- **Task instructions**
Pick every line from the data below that contains the string "GeneticConfig" and copy it.

[Records for processing — start]

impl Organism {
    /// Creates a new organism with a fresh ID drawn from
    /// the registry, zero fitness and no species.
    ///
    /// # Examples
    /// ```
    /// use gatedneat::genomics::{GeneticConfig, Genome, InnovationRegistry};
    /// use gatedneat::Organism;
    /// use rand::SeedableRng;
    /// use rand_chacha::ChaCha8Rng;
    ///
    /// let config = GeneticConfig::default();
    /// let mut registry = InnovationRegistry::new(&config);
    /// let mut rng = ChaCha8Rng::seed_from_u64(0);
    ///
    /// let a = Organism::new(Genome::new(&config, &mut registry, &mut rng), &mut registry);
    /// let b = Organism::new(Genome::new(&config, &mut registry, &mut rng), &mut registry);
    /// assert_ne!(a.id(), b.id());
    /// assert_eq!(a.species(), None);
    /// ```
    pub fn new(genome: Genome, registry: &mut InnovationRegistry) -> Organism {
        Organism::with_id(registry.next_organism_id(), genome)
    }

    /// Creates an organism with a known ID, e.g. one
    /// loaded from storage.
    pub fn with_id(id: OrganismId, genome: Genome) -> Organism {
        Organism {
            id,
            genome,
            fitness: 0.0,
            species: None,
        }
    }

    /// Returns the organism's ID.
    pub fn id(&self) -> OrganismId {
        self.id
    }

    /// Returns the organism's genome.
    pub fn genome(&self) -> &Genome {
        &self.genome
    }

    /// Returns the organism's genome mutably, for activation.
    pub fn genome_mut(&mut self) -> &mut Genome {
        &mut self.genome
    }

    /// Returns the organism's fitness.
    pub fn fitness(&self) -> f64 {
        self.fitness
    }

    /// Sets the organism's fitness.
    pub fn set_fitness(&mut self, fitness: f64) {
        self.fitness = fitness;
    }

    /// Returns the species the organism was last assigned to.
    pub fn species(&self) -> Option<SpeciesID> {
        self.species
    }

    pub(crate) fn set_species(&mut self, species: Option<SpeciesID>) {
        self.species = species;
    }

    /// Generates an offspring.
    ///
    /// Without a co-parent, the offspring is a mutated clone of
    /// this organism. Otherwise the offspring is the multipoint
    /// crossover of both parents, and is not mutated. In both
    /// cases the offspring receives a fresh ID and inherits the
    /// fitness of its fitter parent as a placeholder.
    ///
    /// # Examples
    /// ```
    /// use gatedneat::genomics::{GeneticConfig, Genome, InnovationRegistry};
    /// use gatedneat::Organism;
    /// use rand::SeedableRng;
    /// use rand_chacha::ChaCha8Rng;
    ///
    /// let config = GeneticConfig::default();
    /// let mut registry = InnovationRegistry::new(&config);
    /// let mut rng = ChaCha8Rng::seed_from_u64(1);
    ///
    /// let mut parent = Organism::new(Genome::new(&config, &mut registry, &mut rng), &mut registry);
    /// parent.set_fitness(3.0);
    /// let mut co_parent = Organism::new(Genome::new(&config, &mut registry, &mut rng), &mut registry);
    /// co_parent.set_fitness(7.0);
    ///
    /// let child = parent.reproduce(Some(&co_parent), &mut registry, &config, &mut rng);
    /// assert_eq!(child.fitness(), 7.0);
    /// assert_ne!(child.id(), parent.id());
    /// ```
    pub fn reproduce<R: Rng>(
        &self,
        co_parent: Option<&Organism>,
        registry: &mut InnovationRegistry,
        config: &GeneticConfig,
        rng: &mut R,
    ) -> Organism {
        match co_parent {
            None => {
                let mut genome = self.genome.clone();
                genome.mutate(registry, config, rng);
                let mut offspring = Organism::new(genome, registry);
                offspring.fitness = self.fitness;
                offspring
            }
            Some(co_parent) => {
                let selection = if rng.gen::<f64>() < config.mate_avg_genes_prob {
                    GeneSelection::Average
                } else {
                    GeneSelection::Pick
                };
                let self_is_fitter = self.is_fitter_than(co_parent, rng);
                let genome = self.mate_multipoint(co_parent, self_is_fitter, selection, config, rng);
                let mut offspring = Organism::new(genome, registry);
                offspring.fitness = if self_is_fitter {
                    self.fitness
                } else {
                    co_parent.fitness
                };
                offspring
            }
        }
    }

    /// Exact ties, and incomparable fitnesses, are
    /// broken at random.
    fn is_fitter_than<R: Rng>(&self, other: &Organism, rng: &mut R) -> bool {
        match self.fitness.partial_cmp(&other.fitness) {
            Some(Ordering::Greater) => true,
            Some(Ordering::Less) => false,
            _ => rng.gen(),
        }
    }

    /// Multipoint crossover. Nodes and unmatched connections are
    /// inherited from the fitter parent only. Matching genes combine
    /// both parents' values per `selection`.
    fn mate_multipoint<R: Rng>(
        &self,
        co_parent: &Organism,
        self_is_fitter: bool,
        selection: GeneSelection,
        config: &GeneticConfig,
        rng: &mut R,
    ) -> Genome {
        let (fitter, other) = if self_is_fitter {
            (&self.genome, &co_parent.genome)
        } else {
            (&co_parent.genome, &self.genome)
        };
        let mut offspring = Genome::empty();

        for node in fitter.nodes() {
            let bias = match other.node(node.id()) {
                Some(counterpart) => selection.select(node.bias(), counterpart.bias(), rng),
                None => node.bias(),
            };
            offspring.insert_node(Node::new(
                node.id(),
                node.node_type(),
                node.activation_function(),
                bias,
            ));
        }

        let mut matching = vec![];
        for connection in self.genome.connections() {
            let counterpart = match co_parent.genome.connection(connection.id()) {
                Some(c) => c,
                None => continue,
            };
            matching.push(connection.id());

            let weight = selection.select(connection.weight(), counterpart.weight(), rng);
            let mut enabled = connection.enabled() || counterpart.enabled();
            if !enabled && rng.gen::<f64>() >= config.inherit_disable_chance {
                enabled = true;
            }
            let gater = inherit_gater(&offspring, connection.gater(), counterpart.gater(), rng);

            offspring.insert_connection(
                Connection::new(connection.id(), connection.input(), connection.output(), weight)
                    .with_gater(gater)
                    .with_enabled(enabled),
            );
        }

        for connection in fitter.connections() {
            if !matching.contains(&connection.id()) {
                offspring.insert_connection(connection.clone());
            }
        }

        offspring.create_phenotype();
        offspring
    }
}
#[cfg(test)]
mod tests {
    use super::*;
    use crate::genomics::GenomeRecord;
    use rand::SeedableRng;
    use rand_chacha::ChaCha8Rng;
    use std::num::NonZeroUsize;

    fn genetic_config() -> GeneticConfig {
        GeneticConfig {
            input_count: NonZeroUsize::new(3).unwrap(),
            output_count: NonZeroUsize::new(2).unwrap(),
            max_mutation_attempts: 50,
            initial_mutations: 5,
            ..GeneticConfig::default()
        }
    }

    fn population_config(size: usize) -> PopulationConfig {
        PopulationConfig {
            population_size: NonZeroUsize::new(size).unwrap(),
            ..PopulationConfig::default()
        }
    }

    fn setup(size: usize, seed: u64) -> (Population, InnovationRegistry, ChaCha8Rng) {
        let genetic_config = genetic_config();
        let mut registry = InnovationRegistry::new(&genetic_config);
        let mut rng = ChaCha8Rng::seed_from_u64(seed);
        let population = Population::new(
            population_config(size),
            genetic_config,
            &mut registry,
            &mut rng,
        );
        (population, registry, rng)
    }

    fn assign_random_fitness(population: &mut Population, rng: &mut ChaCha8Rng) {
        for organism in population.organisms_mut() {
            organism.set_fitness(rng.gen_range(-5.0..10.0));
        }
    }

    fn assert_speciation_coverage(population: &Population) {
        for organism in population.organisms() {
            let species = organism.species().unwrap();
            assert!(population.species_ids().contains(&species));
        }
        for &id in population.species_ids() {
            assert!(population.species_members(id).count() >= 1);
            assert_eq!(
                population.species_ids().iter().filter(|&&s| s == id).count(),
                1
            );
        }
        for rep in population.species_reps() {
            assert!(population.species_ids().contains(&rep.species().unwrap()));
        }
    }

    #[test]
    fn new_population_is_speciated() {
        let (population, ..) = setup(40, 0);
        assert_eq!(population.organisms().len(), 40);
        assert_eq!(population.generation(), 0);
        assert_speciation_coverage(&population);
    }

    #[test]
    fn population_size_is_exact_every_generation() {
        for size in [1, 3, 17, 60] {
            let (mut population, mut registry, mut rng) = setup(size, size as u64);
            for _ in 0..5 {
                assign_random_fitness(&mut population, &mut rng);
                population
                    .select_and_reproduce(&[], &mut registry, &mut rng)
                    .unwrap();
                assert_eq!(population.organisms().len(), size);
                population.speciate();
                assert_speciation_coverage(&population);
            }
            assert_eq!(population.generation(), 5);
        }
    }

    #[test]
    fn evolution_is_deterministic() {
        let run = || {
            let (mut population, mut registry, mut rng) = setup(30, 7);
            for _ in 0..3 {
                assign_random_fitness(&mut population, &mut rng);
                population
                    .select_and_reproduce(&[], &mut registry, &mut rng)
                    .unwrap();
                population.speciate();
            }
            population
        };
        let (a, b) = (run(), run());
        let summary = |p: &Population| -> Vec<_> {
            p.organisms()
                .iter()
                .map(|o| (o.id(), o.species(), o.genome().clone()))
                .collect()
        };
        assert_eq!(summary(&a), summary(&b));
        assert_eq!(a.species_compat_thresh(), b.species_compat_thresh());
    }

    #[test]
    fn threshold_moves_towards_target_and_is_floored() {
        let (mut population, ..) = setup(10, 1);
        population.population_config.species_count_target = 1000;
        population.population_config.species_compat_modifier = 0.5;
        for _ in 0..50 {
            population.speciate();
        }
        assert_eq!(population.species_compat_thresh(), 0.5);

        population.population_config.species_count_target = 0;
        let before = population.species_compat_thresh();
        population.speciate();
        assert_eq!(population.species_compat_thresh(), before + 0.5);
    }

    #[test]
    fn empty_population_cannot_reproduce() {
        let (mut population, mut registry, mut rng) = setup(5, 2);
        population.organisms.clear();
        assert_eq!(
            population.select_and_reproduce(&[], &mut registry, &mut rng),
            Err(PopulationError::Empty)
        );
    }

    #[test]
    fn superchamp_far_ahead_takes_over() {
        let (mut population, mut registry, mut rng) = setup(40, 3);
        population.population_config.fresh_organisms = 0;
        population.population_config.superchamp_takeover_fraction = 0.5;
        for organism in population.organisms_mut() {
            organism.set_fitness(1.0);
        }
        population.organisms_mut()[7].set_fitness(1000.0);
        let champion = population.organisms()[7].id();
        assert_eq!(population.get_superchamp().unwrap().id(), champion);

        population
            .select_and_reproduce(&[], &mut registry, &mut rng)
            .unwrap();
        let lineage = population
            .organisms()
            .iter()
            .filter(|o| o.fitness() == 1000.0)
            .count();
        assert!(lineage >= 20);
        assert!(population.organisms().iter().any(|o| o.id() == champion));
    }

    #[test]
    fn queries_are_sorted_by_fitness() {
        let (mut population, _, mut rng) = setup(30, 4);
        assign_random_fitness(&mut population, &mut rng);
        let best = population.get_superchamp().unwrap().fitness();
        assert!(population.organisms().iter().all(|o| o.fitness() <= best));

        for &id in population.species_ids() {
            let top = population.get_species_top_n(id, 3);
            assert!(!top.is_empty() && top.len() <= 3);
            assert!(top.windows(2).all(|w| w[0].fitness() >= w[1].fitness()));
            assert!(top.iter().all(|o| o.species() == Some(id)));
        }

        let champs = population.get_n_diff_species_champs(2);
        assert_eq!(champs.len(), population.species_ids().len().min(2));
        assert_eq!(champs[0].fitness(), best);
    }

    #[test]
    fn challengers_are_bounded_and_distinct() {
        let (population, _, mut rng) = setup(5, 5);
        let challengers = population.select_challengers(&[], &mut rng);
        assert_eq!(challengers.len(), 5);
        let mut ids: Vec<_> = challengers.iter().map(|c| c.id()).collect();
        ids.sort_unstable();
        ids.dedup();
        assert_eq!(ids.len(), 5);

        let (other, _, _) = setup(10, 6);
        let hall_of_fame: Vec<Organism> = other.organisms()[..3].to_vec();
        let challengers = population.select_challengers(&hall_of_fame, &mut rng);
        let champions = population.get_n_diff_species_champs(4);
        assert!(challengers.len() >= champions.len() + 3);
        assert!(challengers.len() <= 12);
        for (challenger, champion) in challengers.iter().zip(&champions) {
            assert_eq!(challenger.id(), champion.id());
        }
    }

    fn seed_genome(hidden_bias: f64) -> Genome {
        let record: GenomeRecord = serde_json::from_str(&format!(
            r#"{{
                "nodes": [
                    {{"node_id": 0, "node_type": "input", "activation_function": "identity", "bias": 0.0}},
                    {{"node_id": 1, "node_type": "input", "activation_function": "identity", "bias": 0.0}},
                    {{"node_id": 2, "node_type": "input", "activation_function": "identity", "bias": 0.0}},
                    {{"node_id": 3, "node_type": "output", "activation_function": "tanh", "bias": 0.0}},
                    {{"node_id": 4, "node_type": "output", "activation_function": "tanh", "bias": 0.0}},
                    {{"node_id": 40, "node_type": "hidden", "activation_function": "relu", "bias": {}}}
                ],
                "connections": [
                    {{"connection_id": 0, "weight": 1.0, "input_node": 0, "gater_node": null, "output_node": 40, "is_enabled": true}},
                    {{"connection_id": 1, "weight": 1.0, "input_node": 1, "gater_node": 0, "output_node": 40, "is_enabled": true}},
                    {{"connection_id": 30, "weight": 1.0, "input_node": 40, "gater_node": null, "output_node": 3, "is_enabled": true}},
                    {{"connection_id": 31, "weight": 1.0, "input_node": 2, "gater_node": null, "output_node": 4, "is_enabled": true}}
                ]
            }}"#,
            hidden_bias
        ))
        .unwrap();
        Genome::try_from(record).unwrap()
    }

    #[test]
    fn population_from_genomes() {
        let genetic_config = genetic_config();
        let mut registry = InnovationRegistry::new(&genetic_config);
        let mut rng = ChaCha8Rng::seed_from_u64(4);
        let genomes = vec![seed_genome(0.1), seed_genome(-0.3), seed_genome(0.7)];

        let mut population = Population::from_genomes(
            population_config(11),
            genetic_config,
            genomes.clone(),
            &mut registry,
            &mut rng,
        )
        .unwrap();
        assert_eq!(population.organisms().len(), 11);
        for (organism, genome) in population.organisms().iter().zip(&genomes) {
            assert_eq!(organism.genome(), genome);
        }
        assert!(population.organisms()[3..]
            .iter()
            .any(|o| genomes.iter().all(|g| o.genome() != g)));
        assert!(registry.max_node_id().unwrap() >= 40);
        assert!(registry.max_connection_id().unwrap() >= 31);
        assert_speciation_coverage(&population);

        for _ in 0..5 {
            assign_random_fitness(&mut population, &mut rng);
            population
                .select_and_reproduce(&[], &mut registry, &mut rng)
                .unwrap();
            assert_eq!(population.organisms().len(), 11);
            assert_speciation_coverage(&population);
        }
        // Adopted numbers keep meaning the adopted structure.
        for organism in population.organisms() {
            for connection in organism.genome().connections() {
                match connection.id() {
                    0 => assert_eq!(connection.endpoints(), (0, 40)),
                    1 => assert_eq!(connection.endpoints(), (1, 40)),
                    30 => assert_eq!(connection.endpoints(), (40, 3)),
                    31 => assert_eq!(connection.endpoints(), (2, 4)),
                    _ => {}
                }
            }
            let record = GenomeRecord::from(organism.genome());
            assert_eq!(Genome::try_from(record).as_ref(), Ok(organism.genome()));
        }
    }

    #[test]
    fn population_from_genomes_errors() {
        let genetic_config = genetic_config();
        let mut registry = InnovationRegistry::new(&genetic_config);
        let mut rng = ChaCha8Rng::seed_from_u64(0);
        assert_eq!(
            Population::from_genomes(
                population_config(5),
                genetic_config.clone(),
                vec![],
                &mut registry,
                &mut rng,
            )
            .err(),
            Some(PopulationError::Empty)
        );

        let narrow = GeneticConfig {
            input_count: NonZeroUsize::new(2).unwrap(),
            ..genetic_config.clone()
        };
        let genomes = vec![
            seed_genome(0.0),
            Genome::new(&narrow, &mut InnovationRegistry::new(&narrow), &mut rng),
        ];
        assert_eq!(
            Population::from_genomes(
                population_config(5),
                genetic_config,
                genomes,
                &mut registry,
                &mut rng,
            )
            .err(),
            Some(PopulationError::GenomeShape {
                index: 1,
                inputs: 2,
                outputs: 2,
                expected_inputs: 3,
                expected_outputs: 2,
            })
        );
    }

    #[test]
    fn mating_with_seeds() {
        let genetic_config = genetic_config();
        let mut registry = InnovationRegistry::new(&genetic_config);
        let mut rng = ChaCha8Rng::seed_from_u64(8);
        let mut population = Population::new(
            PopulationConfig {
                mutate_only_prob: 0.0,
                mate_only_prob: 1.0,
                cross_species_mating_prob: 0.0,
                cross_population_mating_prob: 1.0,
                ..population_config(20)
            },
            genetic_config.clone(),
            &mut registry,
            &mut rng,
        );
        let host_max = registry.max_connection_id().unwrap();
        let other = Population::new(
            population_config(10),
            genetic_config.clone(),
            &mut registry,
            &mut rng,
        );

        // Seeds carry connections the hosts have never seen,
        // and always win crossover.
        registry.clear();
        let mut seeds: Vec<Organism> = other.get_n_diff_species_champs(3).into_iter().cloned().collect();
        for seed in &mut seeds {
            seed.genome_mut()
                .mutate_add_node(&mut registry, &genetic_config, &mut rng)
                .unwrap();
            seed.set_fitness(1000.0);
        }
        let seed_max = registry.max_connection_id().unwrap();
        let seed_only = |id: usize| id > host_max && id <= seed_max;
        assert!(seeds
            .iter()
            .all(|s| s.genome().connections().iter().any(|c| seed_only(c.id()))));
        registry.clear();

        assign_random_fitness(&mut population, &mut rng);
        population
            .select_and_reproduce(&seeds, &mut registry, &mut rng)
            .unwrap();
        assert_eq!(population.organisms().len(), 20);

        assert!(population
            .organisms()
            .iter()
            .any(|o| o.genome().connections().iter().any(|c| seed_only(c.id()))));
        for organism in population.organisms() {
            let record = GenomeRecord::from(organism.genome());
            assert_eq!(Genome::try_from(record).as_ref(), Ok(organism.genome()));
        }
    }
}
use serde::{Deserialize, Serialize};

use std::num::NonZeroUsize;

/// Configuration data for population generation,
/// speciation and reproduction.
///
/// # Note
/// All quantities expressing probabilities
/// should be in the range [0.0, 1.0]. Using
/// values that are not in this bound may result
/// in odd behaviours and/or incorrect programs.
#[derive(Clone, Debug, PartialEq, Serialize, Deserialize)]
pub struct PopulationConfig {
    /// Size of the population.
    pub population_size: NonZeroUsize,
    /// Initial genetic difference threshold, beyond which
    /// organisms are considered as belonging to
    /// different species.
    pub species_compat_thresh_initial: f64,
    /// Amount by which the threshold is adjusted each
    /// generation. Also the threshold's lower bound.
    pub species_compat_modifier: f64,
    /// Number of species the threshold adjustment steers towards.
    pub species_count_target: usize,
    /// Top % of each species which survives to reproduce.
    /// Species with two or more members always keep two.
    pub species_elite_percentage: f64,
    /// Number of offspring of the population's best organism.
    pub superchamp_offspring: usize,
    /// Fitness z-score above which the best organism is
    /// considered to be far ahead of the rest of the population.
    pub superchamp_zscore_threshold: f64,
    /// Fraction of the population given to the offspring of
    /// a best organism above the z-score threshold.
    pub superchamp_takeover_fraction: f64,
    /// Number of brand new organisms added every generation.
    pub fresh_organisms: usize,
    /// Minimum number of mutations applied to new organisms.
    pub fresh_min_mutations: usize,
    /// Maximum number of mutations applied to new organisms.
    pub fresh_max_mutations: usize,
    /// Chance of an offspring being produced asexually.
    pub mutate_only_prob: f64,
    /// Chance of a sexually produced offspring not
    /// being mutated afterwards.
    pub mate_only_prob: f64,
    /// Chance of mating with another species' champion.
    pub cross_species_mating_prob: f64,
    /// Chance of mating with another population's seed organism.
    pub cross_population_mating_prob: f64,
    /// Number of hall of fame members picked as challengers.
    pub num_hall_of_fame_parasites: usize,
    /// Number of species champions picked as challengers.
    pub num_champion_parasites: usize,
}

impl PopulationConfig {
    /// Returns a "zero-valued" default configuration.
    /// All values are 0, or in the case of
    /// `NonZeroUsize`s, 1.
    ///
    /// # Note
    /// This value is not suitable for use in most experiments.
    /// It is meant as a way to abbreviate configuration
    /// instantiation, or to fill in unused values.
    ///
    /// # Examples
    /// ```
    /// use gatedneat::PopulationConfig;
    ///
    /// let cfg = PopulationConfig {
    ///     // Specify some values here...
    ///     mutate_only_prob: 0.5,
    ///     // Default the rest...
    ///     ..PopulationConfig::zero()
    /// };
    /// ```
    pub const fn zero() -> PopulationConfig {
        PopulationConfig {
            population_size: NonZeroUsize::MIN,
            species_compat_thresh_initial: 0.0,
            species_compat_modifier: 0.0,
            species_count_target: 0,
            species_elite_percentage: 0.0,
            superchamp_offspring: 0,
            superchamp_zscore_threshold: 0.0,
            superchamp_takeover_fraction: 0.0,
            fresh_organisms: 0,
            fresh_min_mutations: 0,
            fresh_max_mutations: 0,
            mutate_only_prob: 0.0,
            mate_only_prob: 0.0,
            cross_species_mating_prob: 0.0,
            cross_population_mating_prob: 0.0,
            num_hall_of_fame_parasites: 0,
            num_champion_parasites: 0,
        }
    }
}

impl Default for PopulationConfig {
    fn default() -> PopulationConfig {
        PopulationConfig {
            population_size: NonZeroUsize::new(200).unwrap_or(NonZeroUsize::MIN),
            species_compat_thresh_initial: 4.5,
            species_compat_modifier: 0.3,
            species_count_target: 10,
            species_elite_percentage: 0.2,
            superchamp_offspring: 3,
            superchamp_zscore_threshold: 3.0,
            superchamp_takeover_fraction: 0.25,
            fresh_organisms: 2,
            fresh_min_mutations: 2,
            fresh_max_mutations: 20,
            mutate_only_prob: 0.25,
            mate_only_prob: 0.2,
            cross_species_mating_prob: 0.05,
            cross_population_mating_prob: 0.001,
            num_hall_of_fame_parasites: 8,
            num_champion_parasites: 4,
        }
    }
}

[Records for processing — finish]

- **Your solution**
    /// use gatedneat::genomics::{GeneticConfig, Genome, InnovationRegistry};
    /// let config = GeneticConfig::default();
    /// use gatedneat::genomics::{GeneticConfig, Genome, InnovationRegistry};
    /// let config = GeneticConfig::default();
        config: &GeneticConfig,
        config: &GeneticConfig,
    fn genetic_config() -> GeneticConfig {
        GeneticConfig {
            ..GeneticConfig::default()
        let narrow = GeneticConfig {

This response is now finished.